• What you will do:
Print, exactly as they stand, the lines from the start of the listing to the line containing "use benchcheck_core::Metric;", inclusive.

• Excerpted data:
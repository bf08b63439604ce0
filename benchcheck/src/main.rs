fn main() {
    if let Err(e) = benchcheck::run() {
        eprintln!("Error: {e:#}");
        std::process::exit(2);
    }
}
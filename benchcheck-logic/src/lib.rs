#![warn(missing_docs)]
//! BenchCheck Logic - Validation Orchestration
//!
//! Drives a dataset through the validation pipeline and derives the
//! dataset-level analyses that go into the report:
//! - `Validator` state machine (load, check, estimate, report)
//! - Requested Cohen's d comparisons and power computations
//! - Dataset-wide statistics, peak configurations and core-count scaling
//! - The overall assessment with per-category validity rates

mod assessment;
mod cancel;
mod error;
mod peaks;
mod request;
mod scaling;
mod validator;

pub use assessment::{AssessmentThresholds, assess, validity_rates};
pub use cancel::CancellationToken;
pub use error::ValidationError;
pub use peaks::{TOP_CONFIGURATIONS, find_peaks, top_configurations};
pub use request::{ComparisonRequest, PowerRequest, ValidationRequest};
pub use scaling::analyze_scaling;
pub use validator::{ValidationState, Validator, ValidatorOptions, compare_groups};
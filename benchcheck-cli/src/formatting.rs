//! Output Formatting
//!
//! Human-readable output formatting for validation reports.
//!
//! Generates terminal-friendly output with:
//! - Consistency totals and the first failing records
//! - Dataset-wide statistics for every metric
//! - Per-group confidence intervals (✓ estimated, ⚠ flagged)
//! - Requested effect sizes and power values
//! - Peaks, the top configurations, core-count scaling and the assessment

use benchcheck_core::Metric;
use benchcheck_report::{Outcome, PowerOutcome, ValidationReport};

/// Failing records listed before the output is truncated
const MAX_LISTED_FAILURES: usize = 10;

/// Format a report for human-readable terminal display
pub fn format_human_output(report: &ValidationReport) -> String {
    let mut output = String::new();

    output.push('\n');
    output.push_str("BenchCheck Validation\n");
    output.push_str(&"=".repeat(60));
    output.push_str("\n\n");

    // Consistency
    let summary = &report.summary;
    section(&mut output, "Consistency");
    output.push_str(&format!(
        "  Records: {}  Passed: {}  Failed: {}  Rejected at load: {}\n",
        summary.total_records,
        summary.passed_consistency,
        summary.failed_consistency,
        summary.rejected_records
    ));
    for failure in report.failures.iter().take(MAX_LISTED_FAILURES) {
        output.push_str(&format!(
            "  ✗ #{} {}: {}\n",
            failure.index, failure.group_id, failure.reason
        ));
    }
    if report.failures.len() > MAX_LISTED_FAILURES {
        output.push_str(&format!(
            "  ... and {} more\n",
            report.failures.len() - MAX_LISTED_FAILURES
        ));
    }
    for rejection in &report.rejected {
        output.push_str(&format!("  ⊘ #{} {}\n", rejection.index, rejection.reason));
    }

    // Overall
    let overall = &report.overall;
    section(
        &mut output,
        &format!(
            "Overall Statistics ({:.0}% CI)",
            report.meta.confidence_level * 100.0
        ),
    );
    output.push_str(&format!(
        "  Models: {}  Configurations: {}  Records: {}\n",
        overall.models_tested, overall.configurations_tested, overall.total_records
    ));
    for (metric, overview) in &overall.metrics {
        let stats = &overview.summary;
        let interval = match &overview.interval {
            Outcome::Ok(ci) => format!(
                "[{:.4}, {:.4}] ±{:.4}",
                ci.lower_bound, ci.upper_bound, ci.margin_of_error
            ),
            Outcome::Error(err) => err.to_string(),
        };
        output.push_str(&format!(
            "      {:<22} {:>12.4}  sd {:.4}  median {:.4}  range {:.4} - {:.4}  cv {:.1}%  {}\n",
            metric.as_str(),
            stats.mean,
            stats.std_dev,
            stats.median,
            stats.min,
            stats.max,
            stats.coefficient_of_variation * 100.0,
            interval
        ));
    }

    // Groups
    section(
        &mut output,
        &format!(
            "Configuration Groups ({:.0}% CI)",
            report.meta.confidence_level * 100.0
        ),
    );
    for group in &report.groups {
        let icon = if group.is_fully_estimated() { "✓" } else { "⚠" };
        output.push_str(&format!("  {} {} (n={})\n", icon, group.id, group.sample_size));

        for metric in Metric::ALL {
            let Some(outcome) = group.intervals.get(&metric) else {
                continue;
            };
            match outcome {
                Outcome::Ok(ci) => output.push_str(&format!(
                    "      {:<22} {:>12.4}  [{:.4}, {:.4}]  sd {:.4}\n",
                    metric.as_str(),
                    ci.mean,
                    ci.lower_bound,
                    ci.upper_bound,
                    ci.std_dev
                )),
                Outcome::Error(err) => {
                    output.push_str(&format!("      {:<22} {}\n", metric.as_str(), err))
                }
            }
        }
    }

    // Effect sizes
    if !report.effect_sizes.is_empty() {
        section(&mut output, "Effect Sizes (Cohen's d)");
        for comparison in &report.effect_sizes {
            let label = format!(
                "{} vs {} ({})",
                comparison.group_a, comparison.group_b, comparison.metric
            );
            match &comparison.result {
                Outcome::Ok(effect) => output.push_str(&format!(
                    "  {}: d = {:.4} ({}), pooled sd {:.4}\n",
                    label, effect.cohens_d, effect.interpretation, effect.pooled_std_dev
                )),
                Outcome::Error(err) => output.push_str(&format!("  {}: {}\n", label, err)),
            }
        }
    }

    // Power
    if !report.power.is_empty() {
        section(&mut output, "Statistical Power");
        for outcome in &report.power {
            output.push_str(&format!("  {}\n", format_power_line(outcome)));
        }
    }

    // Peaks
    let peaks = &report.peaks;
    section(&mut output, "Peaks");
    output.push_str(&format!(
        "  max throughput  {:.2} fps  (#{} {})\n",
        peaks.max_throughput.value, peaks.max_throughput.index, peaks.max_throughput.group_id
    ));
    output.push_str(&format!(
        "  max efficiency  {:.2} fps/W  (#{} {})\n",
        peaks.max_efficiency.value, peaks.max_efficiency.index, peaks.max_efficiency.group_id
    ));
    output.push_str(&format!(
        "  min latency     {:.3} ms  (#{} {})\n",
        peaks.min_latency.value, peaks.min_latency.index, peaks.min_latency.group_id
    ));
    output.push_str(&format!(
        "  max temperature {:.1} °C  (#{} {})\n",
        peaks.max_temperature.value, peaks.max_temperature.index, peaks.max_temperature.group_id
    ));
    output.push_str(&format!(
        "  power range     {:.2} - {:.2} W\n",
        peaks.power_range.min, peaks.power_range.max
    ));
    output.push_str(&format!(
        "  best group by throughput: {} ({:.2} fps, n={})\n",
        peaks.best_throughput_group.group_id,
        peaks.best_throughput_group.mean,
        peaks.best_throughput_group.sample_size
    ));
    output.push_str(&format!(
        "  best group by efficiency: {} ({:.2} fps/W, n={})\n",
        peaks.best_efficiency_group.group_id,
        peaks.best_efficiency_group.mean,
        peaks.best_efficiency_group.sample_size
    ));
    if !peaks.top_configurations.is_empty() {
        output.push_str("  top configurations by mean throughput:\n");
        for (rank, top) in peaks.top_configurations.iter().enumerate() {
            output.push_str(&format!(
                "      {}. {:<28} {:>10.2} fps (max {:.2})  {:.2} fps/W  {:.2} W\n",
                rank + 1,
                top.group_id,
                top.avg_throughput_fps,
                top.max_throughput_fps,
                top.avg_efficiency_fps_per_w,
                top.avg_power_w
            ));
        }
    }

    // Scaling
    if !report.scaling.is_empty() {
        section(&mut output, "Core Scaling");
        for series in &report.scaling {
            output.push_str(&format!(
                "  {} batch {} (1-core baseline {:.2} fps)\n",
                series.model, series.batch_size, series.baseline_throughput_fps
            ));
            for point in &series.points {
                output.push_str(&format!(
                    "      {:>3} cores  {:>10.2} fps  {:>6.2}x  {:>6.1}%\n",
                    point.cores,
                    point.mean_throughput_fps,
                    point.speedup,
                    point.scaling_efficiency * 100.0
                ));
            }
        }
    }

    // Assessment
    let assessment = &report.assessment;
    section(&mut output, "Assessment");
    let validity = &assessment.validity;
    output.push_str(&format!(
        "  Consistency rate: {:.2}%\n  Mathematical consistency: {:.2}%\n  Physical validity: {:.2}%\n  Range validation: {:.2}%\n  Data quality: {}\n  Statistical validity: {}\n  Status: {}\n",
        assessment.consistency_rate,
        validity.mathematical_consistency,
        validity.physical_validity,
        validity.range_validation,
        assessment.data_quality,
        assessment.statistical_validity,
        assessment.status
    ));

    output
}

/// One line describing a power computation
pub fn format_power_line(outcome: &PowerOutcome) -> String {
    match &outcome.result {
        Outcome::Ok(estimate) => format!(
            "d = {}, n = {}: power {:.4} ({:.1}%, α = {}, {})",
            outcome.effect_size,
            outcome.sample_size,
            estimate.power,
            estimate.power * 100.0,
            estimate.alpha,
            if estimate.two_sided {
                "two-sided"
            } else {
                "one-sided"
            }
        ),
        Outcome::Error(err) => format!(
            "d = {}, n = {}: {}",
            outcome.effect_size, outcome.sample_size, err
        ),
    }
}

fn section(output: &mut String, title: &str) {
    output.push_str(&format!("\n{}\n", title));
    output.push_str(&"-".repeat(60));
    output.push('\n');
}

• Answer box:
repository bf08b63439604ce0
filename benchcheck/src/main.rs
fn main() {
    if let Err(e) = benchcheck::run() {
        eprintln!("Error: {e:#}");
        std::process::exit(2);
    }
}
filename benchcheck-logic/src/lib.rs
#![warn(missing_docs)]
//! BenchCheck Logic - Validation Orchestration
//!
//! Drives a dataset through the validation pipeline and derives the
//! dataset-level analyses that go into the report:
//! - `Validator` state machine (load, check, estimate, report)
//! - Requested Cohen's d comparisons and power computations
//! - Dataset-wide statistics, peak configurations and core-count scaling
//! - The overall assessment with per-category validity rates

mod assessment;
mod cancel;
mod error;
mod peaks;
mod request;
mod scaling;
mod validator;

pub use assessment::{AssessmentThresholds, assess, validity_rates};
pub use cancel::CancellationToken;
pub use error::ValidationError;
pub use peaks::{TOP_CONFIGURATIONS, find_peaks, top_configurations};
pub use request::{ComparisonRequest, PowerRequest, ValidationRequest};
pub use scaling::analyze_scaling;
pub use validator::{ValidationState, Validator, ValidatorOptions, compare_groups};
filename benchcheck-cli/src/formatting.rs
//! Output Formatting
//!
//! Human-readable output formatting for validation reports.
//!
//! Generates terminal-friendly output with:
//! - Consistency totals and the first failing records
//! - Dataset-wide statistics for every metric
//! - Per-group confidence intervals (✓ estimated, ⚠ flagged)
//! - Requested effect sizes and power values
//! - Peaks, the top configurations, core-count scaling and the assessment

use benchcheck_core::Metric;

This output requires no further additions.